Assignment 3

Estimating a Dynamic Discrete Choice Model

The Model

Consider the following infinite horizon, dynamic labor supply problem.

• There are two choices in the model, work \(j=0\) or don’t work (\(j=0\))
• The wage \(W\) is a state variable with two values, \(w_{L}<w_{H}\).
• The evolution of the wage depends on work behavior as follows:
  • \(P(w_{t+1}=w_{H}|w_{t}=w_{H},j=1) = 1\)
  • \(P(w_{t+1}=w_{L}|w_{t}=w_{H},j=0) = \pi\)
  • \(P(w_{t+1}=w_{L}|w_{t}=w_{L},j=0) = 1\)
  • \(P(w_{t+1}=w_{H}|w_{t}=w_{L},j=1) = \pi\)
• Thus, human capital appreciates and depreciates with symmetric probabilities given by \(\pi\) when working / not working.
• Per-period payoffs are given by: \[ U_{n,t,j}(w) = j \times w - \kappa (1-j_{t-1}) + \epsilon_{ntj} \] where \(\epsilon_{ntj}\) is a type 1 extreme value shock with location parameter 0 and scale parameter \(\sigma\), and \(j_{t-1}\) indicates whether person \(n\) worked in the previous period.

Part 1

Write code to solve this model and calculate the conditional probability of working given human capital (\(w\)) and lagged work behavior \(j_{-1}\).

Part 2

Write code to simulate panel data from the model consisting of \(N\) individuals and \(T\) time periods per individual.
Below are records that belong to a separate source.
//! deepchat - Terminal Chat Client
//!
//! Line-oriented REPL over the relay daemon. Answers stream to stdout as
//! they arrive; logs go to stderr.
//!
//! # Usage
//!
//! ```bash
//! # Relay on the default address, conversations in the data directory
//! deepchat
//!
//! # Another relay, throwaway store
//! deepchat --relay-url http://10.0.0.5:3000 --store /tmp/chat.json
//! ```
//!
//! Ctrl-C while an answer streams stops that answer; at the prompt it quits.

use std::io::Write;
use std::path::{Path, PathBuf};
use std::sync::Arc;

use anyhow::Context;
use base64::Engine;
use clap::Parser;
use tokio::io::{AsyncBufReadExt, BufReader};
use tokio_util::sync::CancellationToken;
use tracing::warn;

use deepchat_client::repl::{
    live_answer, render_conversation, render_list, Command, LiveText, HELP,
};
use deepchat_client::{Attachment, ChatSession, RelayClient, StreamObserver, DEFAULT_RELAY_URL};
use relay_core::{JsonFileStore, MessageRole, StreamStatus};

/// Columns used when printing a conversation
const WRAP_WIDTH: usize = 100;

/// Chat with a local model through the deepchat relay
#[derive(Debug, Parser)]
#[command(name = "deepchat", version, about)]
struct Cli {
    /// Relay base URL
    #[arg(long, env = "DEEPCHAT_RELAY_URL", default_value = DEFAULT_RELAY_URL)]
    relay_url: String,

    /// Conversation store file (JSON)
    #[arg(long, env = "DEEPCHAT_STORE")]
    store: Option<PathBuf>,
}

/// Prints the newly arrived suffix of each update
///
/// New answers start with reasoning hidden, so only the answer part is
/// printed; `/think` then `/show` reveals the reasoning.
#[derive(Default)]
struct Printer {
    printed: usize,
    thinking_noted: bool,
}

impl StreamObserver for Printer {
    fn on_update(&mut self, content: &str) {
        let answer = match live_answer(content) {
            LiveText::Thinking => {
                if !self.thinking_noted {
                    print!("(thinking...) ");
                    let _ = std::io::stdout().flush();
                    self.thinking_noted = true;
                }
                return;
            }
            LiveText::Answer(answer) => answer,
        };
        if let Some(delta) = answer.get(self.printed..) {
            print!("{delta}");
            let _ = std::io::stdout().flush();
        }
        self.printed = answer.len();
    }

    fn on_done(&mut self, status: StreamStatus) {
        if status == StreamStatus::Error && self.printed == 0 {
            print!("(no answer; is the relay running?)");
        }
        println!("\n");
    }
}

fn init_tracing() {
    let env_filter = tracing_subscriber::EnvFilter::try_from_default_env()
        .unwrap_or_else(|_| tracing_subscriber::EnvFilter::new("warn"));
    tracing_subscriber::fmt()
        .with_env_filter(env_filter)
        .with_writer(std::io::stderr)
        .init();
}

/// Data URL for an image file, typed by extension
async fn image_attachment(path: &Path) -> anyhow::Result<Attachment> {
    let bytes = tokio::fs::read(path)
        .await
        .with_context(|| format!("reading {}", path.display()))?;
    let mime = match path
        .extension()
        .and_then(|e| e.to_str())
        .map(str::to_ascii_lowercase)
        .as_deref()
    {
        Some("png") => "image/png",
        Some("gif") => "image/gif",
        Some("webp") => "image/webp",
        _ => "image/jpeg",
    };
    let encoded = base64::engine::general_purpose::STANDARD.encode(bytes);
    Ok(Attachment::Image(format!("data:{mime};base64,{encoded}")))
}

/// Upload a document to the relay and attach its text
async fn document_attachment(client: &RelayClient, path: &Path) -> anyhow::Result<Attachment> {
    let bytes = tokio::fs::read(path)
        .await
        .with_context(|| format!("reading {}", path.display()))?;
    let name = path
        .file_name()
        .map_or_else(|| "document".to_string(), |n| n.to_string_lossy().into_owned());
    let document = client
        .upload_documents(vec![(name, bytes)])
        .await?
        .into_iter()
        .next()
        .context("relay returned no document")?;
    println!("attached {} ({} pages)", document.name, document.numpages);
    Ok(Attachment::Document {
        name: document.name,
        text: document.text,
    })
}

/// Send one turn; Ctrl-C cancels it
async fn send_turn(
    session: &ChatSession,
    text: &str,
    attachment: Option<Attachment>,
) -> anyhow::Result<()> {
    let cancel = CancellationToken::new();
    let interrupt = {
        let cancel = cancel.clone();
        tokio::spawn(async move {
            if tokio::signal::ctrl_c().await.is_ok() {
                cancel.cancel();
            }
        })
    };

    print!("Assistant: ");
    let result = session
        .send(text, attachment, cancel, &mut Printer::default())
        .await;
    interrupt.abort();
    result?;
    Ok(())
}

#[tokio::main]
async fn main() -> anyhow::Result<()> {
    let cli = Cli::parse();
    init_tracing();

    let store_path = cli
        .store
        .or_else(JsonFileStore::default_path)
        .context("no data directory; pass --store")?;
    let store = JsonFileStore::open(&store_path)
        .with_context(|| format!("opening {}", store_path.display()))?;
    let session = ChatSession::new(Arc::new(store), RelayClient::new(cli.relay_url));

    println!(
        "deepchat: talking to {} (/help for commands)",
        session.client().base_url()
    );

    let mut pending: Option<Attachment> = None;
    let mut lines = BufReader::new(tokio::io::stdin()).lines();

    loop {
        print!("> ");
        std::io::stdout().flush()?;

        let line = tokio::select! {
            line = lines.next_line() => line?,
            _ = tokio::signal::ctrl_c() => None,
        };
        let Some(line) = line else { break };

        let command = match Command::parse(&line) {
            Ok(Some(command)) => command,
            Ok(None) => continue,
            Err(message) => {
                println!("{message}");
                continue;
            }
        };

        let result = match command {
            Command::Say(text) => send_turn(&session, &text, pending.take()).await,
            Command::New => session
                .new_conversation()
                .await
                .map(|_| ())
                .map_err(Into::into),
            Command::Clear => session.clear().await.map(|_| ()).map_err(Into::into),
            Command::List => {
                println!("{}", render_list(&session.store().snapshot().conversations));
                Ok(())
            }
            Command::Switch(i) => session.select(i).await.map_err(Into::into),
            Command::Remove(i) => session.remove(i).await.map_err(Into::into),
            Command::Models => session
                .client()
                .list_models()
                .await
                .map(|models| {
                    for model in models {
                        println!("{}", model.name);
                    }
                })
                .map_err(Into::into),
            Command::Model(name) => session.set_llm(&name).await.map_err(Into::into),
            Command::Think => {
                let state = session.store().snapshot();
                let last = state
                    .conversations
                    .active()
                    .messages()
                    .iter()
                    .rfind(|m| m.role() == MessageRole::Assistant)
                    .map(|m| m.id.clone());
                match last {
                    Some(id) => session
                        .toggle_reasoning(&id)
                        .await
                        .map(|shown| {
                            println!("reasoning {}", if shown { "shown" } else { "hidden" });
                        })
                        .map_err(Into::into),
                    None => {
                        println!("no answer yet");
                        Ok(())
                    }
                }
            }
            Command::Show => {
                let state = session.store().snapshot();
                println!("{}", render_conversation(state.conversations.active(), WRAP_WIDTH));
                Ok(())
            }
            Command::Image(path) => image_attachment(Path::new(&path))
                .await
                .map(|a| {
                    pending = Some(a);
                    println!("image attached to the next message");
                }),
            Command::Doc(path) => document_attachment(session.client(), Path::new(&path))
                .await
                .map(|a| pending = Some(a)),
            Command::Help => {
                println!("{HELP}");
                Ok(())
            }
            Command::Quit => break,
        };

        if let Err(e) = result {
            warn!(error = %e, "command failed");
            println!("error: {e:#}");
        }
    }

    Ok(())
}
//! Health endpoint.

use axum::extract::State;
use axum::routing::get;
use axum::{Json, Router};
use serde_json::{json, Value};

use crate::state::AppState;

/// Register health-check routes.
pub fn router() -> Router<AppState> {
    Router::new().route("/health", get(get_health))
}

/// Health endpoint (`GET /health`).
///
/// Always 200 while the relay is up; `backend_reachable` reports whether the
/// completion backend answered its own health check.
pub async fn get_health(State(state): State<AppState>) -> Json<Value> {
    Json(json!({
        "status": "ok",
        "backend": state.backend.name(),
        "backend_reachable": state.backend.health_check().await,
    }))
}

// ── Tests ──────────────────────────────────────────────────────────────────────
You can make whatever assumption you like regarding initial conditions.

Part 3

Has this model specification already imposed a location normalization on utilities? What about a scale normalization? If not, state the normalization you are going to make.

Part 4

Assume you know the values of \(\beta\) and \(\pi\). Write code to estimate – by maximizing the log-likelihood of observed choices – the remaining model parameters and write a monte-carlo simulation to document the performance of your estimator.

Part 5

Now try estimating \(\beta\) in addition to the parameters from Part 4. Does \(\beta\) appear to be identified? Do you have some intuition for why / why not?